Widerstand in Mecklenburg-Vorpommern

Friedland: Kommunist aus Zuchthaus entlassen

14. Dezember 1939

Widerstand am Arbeitsplatz Wehrkraftzersetzung Kommunistischer Widerstand

Kommunist Karl Preuster aus Friedland wurde am 14. Mai 1939 wegen ‚kommunistischer Propaganda‘ in der Stärkefabrik Friedland zu zwei Jahren Zuchthaus verurteilt. Er hatte wiederholt vor den Gefahren eines Krieges gewarnt und von der Sowjetunion erzählt. Am 14. Dezember 1940 wurde Preuster aus dem Zuchthaus Dreibergen-Bützow entlassen bervor er im Mai 1944 wieder in Bützow Dreibergen inhaftiert und zu 10 jahren Zuchthaus verurteilt wurde.
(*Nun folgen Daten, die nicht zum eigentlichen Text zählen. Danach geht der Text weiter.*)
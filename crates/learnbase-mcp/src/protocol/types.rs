//! MCP JSON-RPC Types
//!
//! Core types for JSON-RPC 2.0 protocol used by MCP.

use serde::{Deserialize, Serialize};
use serde_json::Value;

/// MCP protocol version spoken by this server
pub const MCP_VERSION: &str = "2025-03-26";

/// JSON-RPC version
pub const JSONRPC_VERSION: &str = "2.0";

// ============================================================================
// JSON-RPC REQUEST/RESPONSE
// ============================================================================

/// An incoming call. Without an `id` it is a notification and gets no reply.
#[derive(Debug, Clone, Serialize, Deserialize)]
pub struct JsonRpcRequest {
    pub jsonrpc: String,
    #[serde(default, skip_serializing_if = "Option::is_none")]
    pub id: Option<Value>,
    pub method: String,
    #[serde(skip_serializing_if = "Option::is_none")]
    pub params: Option<Value>,
}

impl JsonRpcRequest {
    pub fn is_notification(&self) -> bool {
        self.id.is_none()
    }
}

/// A reply. `id` is always written, as `null` when the request's id could
/// not be read.
#[derive(Debug, Clone, Serialize, Deserialize)]
pub struct JsonRpcResponse {
    pub jsonrpc: String,
    pub id: Option<Value>,
    #[serde(skip_serializing_if = "Option::is_none")]
    pub result: Option<Value>,
    #[serde(skip_serializing_if = "Option::is_none")]
    pub error: Option<JsonRpcError>,
}

impl JsonRpcResponse {
    pub fn success(id: Option<Value>, result: Value) -> Self {
        Self {
            jsonrpc: JSONRPC_VERSION.to_string(),
            id,
            result: Some(result),
            error: None,
        }
    }

    pub fn error(id: Option<Value>, error: JsonRpcError) -> Self {
        Self {
            jsonrpc: JSONRPC_VERSION.to_string(),
            id,
            result: None,
            error: Some(error),
        }
    }
}

// ============================================================================
// JSON-RPC ERROR
// ============================================================================

/// Error codes this server answers with: standard JSON-RPC, plus the MCP
/// code for requests that arrive before `initialize`
#[derive(Debug, Clone, Copy, PartialEq, Eq)]
pub enum ErrorCode {
    ParseError = -32700,
    MethodNotFound = -32601,
    InvalidParams = -32602,
    InternalError = -32603,
    ServerNotInitialized = -32003,
}

impl ErrorCode {
    /// Message used when the caller has nothing more specific to say
    pub fn default_message(self) -> &'static str {
        match self {
            ErrorCode::ParseError => "Parse error",
            ErrorCode::MethodNotFound => "Method not found",
            ErrorCode::InvalidParams => "Invalid params",
            ErrorCode::InternalError => "Internal error",
            ErrorCode::ServerNotInitialized => "Server not initialized",
        }
    }
}

impl From<ErrorCode> for i32 {
    fn from(code: ErrorCode) -> Self {
        code as i32
    }
}

/// JSON-RPC Error
#[derive(Debug, Clone, Serialize, Deserialize)]
pub struct JsonRpcError {
    pub code: i32,
    pub message: String,
    #[serde(skip_serializing_if = "Option::is_none")]
    pub data: Option<Value>,
}

impl JsonRpcError {
    fn new(code: ErrorCode, message: impl Into<String>) -> Self {
        Self {
            code: code.into(),
            message: message.into(),
            data: None,
        }
    }

    fn from_code(code: ErrorCode) -> Self {
        Self::new(code, code.default_message())
    }

    pub fn parse_error() -> Self {
        Self::from_code(ErrorCode::ParseError)
    }

    pub fn method_not_found() -> Self {
        Self::from_code(ErrorCode::MethodNotFound)
    }

    /// `tools/call` named a tool this server does not have
    pub fn unknown_tool(name: &str, available: &[&str]) -> Self {
        Self {
            data: Some(serde_json::json!({ "availableTools": available })),
            ..Self::new(ErrorCode::MethodNotFound, format!("Unknown tool: {}", name))
        }
    }

    pub fn invalid_params(message: &str) -> Self {
        Self::new(ErrorCode::InvalidParams, message)
    }

    pub fn internal_error(message: &str) -> Self {
        Self::new(ErrorCode::InternalError, message)
    }

    pub fn server_not_initialized() -> Self {
        Self::from_code(ErrorCode::ServerNotInitialized)
    }
}

impl std::fmt::Display for JsonRpcError {
    fn fmt(&self, f: &mut std::fmt::Formatter<'_>) -> std::fmt::Result {
        write!(f, "[{}] {}", self.code, self.message)
    }
}

impl std::error::Error for JsonRpcError {}

// ============================================================================
// TESTS
// ============================================================================
//! MCP Server Core
//!
//! Handles the MCP session lifecycle and routes tool calls to the
//! scheduling tools.

use std::collections::HashMap;
use std::sync::Arc;
use tracing::{debug, info, warn};

use crate::protocol::messages::{
    CallToolRequest, CallToolResult, InitializeRequest, InitializeResult, ListToolsResult,
    ServerCapabilities, ServerInfo, ToolDescription,
};
use crate::protocol::types::{JsonRpcError, JsonRpcRequest, JsonRpcResponse, MCP_VERSION};
use crate::tools;
use learnbase_core::Scheduler;

/// Tools in the order `tools/list` reports them
const TOOL_NAMES: [&str; 4] = [
    "calculate_next_review",
    "preview_review",
    "parse_schedule_pattern",
    "list_schedule_presets",
];

/// MCP Server implementation
pub struct McpServer {
    scheduler: Arc<Scheduler>,
    initialized: bool,
}

impl McpServer {
    pub fn new(scheduler: Arc<Scheduler>) -> Self {
        Self {
            scheduler,
            initialized: false,
        }
    }

    /// Handle an incoming JSON-RPC message. Notifications never get a reply,
    /// whether or not the method is known.
    pub async fn handle_request(&mut self, request: JsonRpcRequest) -> Option<JsonRpcResponse> {
        if request.is_notification() {
            debug!(method = %request.method, initialized = self.initialized, "Notification received");
            return None;
        }

        debug!("Handling request: {}", request.method);

        if !self.initialized && request.method != "initialize" {
            warn!("Rejecting request '{}': server not initialized", request.method);
            return Some(JsonRpcResponse::error(
                request.id,
                JsonRpcError::server_not_initialized(),
            ));
        }

        let result = match request.method.as_str() {
            "initialize" => self.handle_initialize(request.params).await,
            "tools/list" => self.handle_tools_list().await,
            "tools/call" => self.handle_tools_call(request.params).await,
            "ping" => Ok(serde_json::json!({})),
            method => {
                warn!("Unknown method: {}", method);
                Err(JsonRpcError::method_not_found())
            }
        };

        Some(match result {
            Ok(result) => JsonRpcResponse::success(request.id, result),
            Err(error) => JsonRpcResponse::error(request.id, error),
        })
    }

    /// Handle initialize request
    async fn handle_initialize(
        &mut self,
        params: Option<serde_json::Value>,
    ) -> Result<serde_json::Value, JsonRpcError> {
        let request: InitializeRequest = match params {
            Some(p) => serde_json::from_value(p).map_err(|e| JsonRpcError::invalid_params(&e.to_string()))?,
            None => InitializeRequest::default(),
        };

        // Version negotiation: answer with the client's version when it is older
        let negotiated_version = if request.protocol_version.as_str() < MCP_VERSION {
            info!("Client requested older protocol version {}, using it", request.protocol_version);
            request.protocol_version.clone()
        } else {
            MCP_VERSION.to_string()
        };

        self.initialized = true;
        info!("MCP session initialized with protocol version {}", negotiated_version);

        let result = InitializeResult {
            protocol_version: negotiated_version,
            server_info: ServerInfo {
                name: "learnbase".to_string(),
                version: env!("CARGO_PKG_VERSION").to_string(),
            },
            capabilities: ServerCapabilities {
                tools: Some({
                    let mut map = HashMap::new();
                    map.insert("listChanged".to_string(), serde_json::json!(false));
                    map
                }),
            },
            instructions: Some(
                "LearnBase schedules note reviews. After the user reviews a note, call \
                 calculate_next_review with the note's stored scheduling state and their 1-4 \
                 recall rating, then persist the returned interval, ease factor, review count \
                 and next review date. Spaced notes adapt with SM-2; scheduled notes walk a \
                 fixed pattern such as '1d,1w,2w,1m'."
                    .to_string(),
            ),
        };

        serde_json::to_value(result).map_err(|e| JsonRpcError::internal_error(&e.to_string()))
    }

    /// Handle tools/list request
    async fn handle_tools_list(&self) -> Result<serde_json::Value, JsonRpcError> {
        let tools = vec![
            ToolDescription {
                name: TOOL_NAMES[0].to_string(),
                description: Some("Apply a 1-4 recall rating (1=Again, 2=Hard, 3=Good, 4=Easy) to a note's scheduling state. Returns the next interval, ease factor, review count and due date to persist. Spaced mode adapts the ease factor (SM-2); scheduled mode walks the note's fixed pattern.".to_string()),
                input_schema: tools::next_review::schema(),
            },
            ToolDescription {
                name: TOOL_NAMES[1].to_string(),
                description: Some("Show the outcome of each of the four ratings for a note without committing any of them.".to_string()),
                input_schema: tools::preview::schema(),
            },
            ToolDescription {
                name: TOOL_NAMES[2].to_string(),
                description: Some("Parse a fixed schedule pattern like '1d,1w,2w,1m,3m,6m' into day intervals. Reports when no token is valid and the fallback pattern is used.".to_string()),
                input_schema: tools::pattern::schema(),
            },
            ToolDescription {
                name: TOOL_NAMES[3].to_string(),
                description: Some("List the named schedule patterns (aggressive, moderate, relaxed) and which one is the default.".to_string()),
                input_schema: tools::presets::schema(),
            },
        ];

        let result = ListToolsResult { tools };
        serde_json::to_value(result).map_err(|e| JsonRpcError::internal_error(&e.to_string()))
    }

    /// Handle tools/call request
    async fn handle_tools_call(
        &self,
        params: Option<serde_json::Value>,
    ) -> Result<serde_json::Value, JsonRpcError> {
        let request: CallToolRequest = match params {
            Some(p) => serde_json::from_value(p).map_err(|e| JsonRpcError::invalid_params(&e.to_string()))?,
            None => return Err(JsonRpcError::invalid_params("Missing tool call parameters")),
        };

        let result = match request.name.as_str() {
            "calculate_next_review" => tools::next_review::execute(&self.scheduler, request.arguments).await,
            "preview_review" => tools::preview::execute(&self.scheduler, request.arguments).await,
            "parse_schedule_pattern" => tools::pattern::execute(&self.scheduler, request.arguments).await,
            "list_schedule_presets" => tools::presets::execute(&self.scheduler, request.arguments).await,

            name => return Err(JsonRpcError::unknown_tool(name, &TOOL_NAMES)),
        };

        let call_result = match result {
            Ok(content) => CallToolResult::text(
                serde_json::to_string_pretty(&content).unwrap_or_else(|_| content.to_string()),
                false,
            ),
            Err(e) => {
                debug!(tool = %request.name, "Tool call failed: {}", e);
                CallToolResult::text(serde_json::json!({ "error": e }).to_string(), true)
            }
        };

        serde_json::to_value(call_result).map_err(|e| JsonRpcError::internal_error(&e.to_string()))
    }
}

// ============================================================================
// TESTS
// ============================================================================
Preuster hatte Genugtuung über Rückschiäge der Wehrmacht geäußert und außerdem erklärt: „Im Osten geht die Sonne auf, dort ist meine Heimat.“[1]

[1] Vgl. Jahnke, Karl Heinz u. A.: Der antifaschistische Widerstandskampf unter Führung der KPD in Mecklenburg 1933 bis 1945, Berlin 1985, S. 252.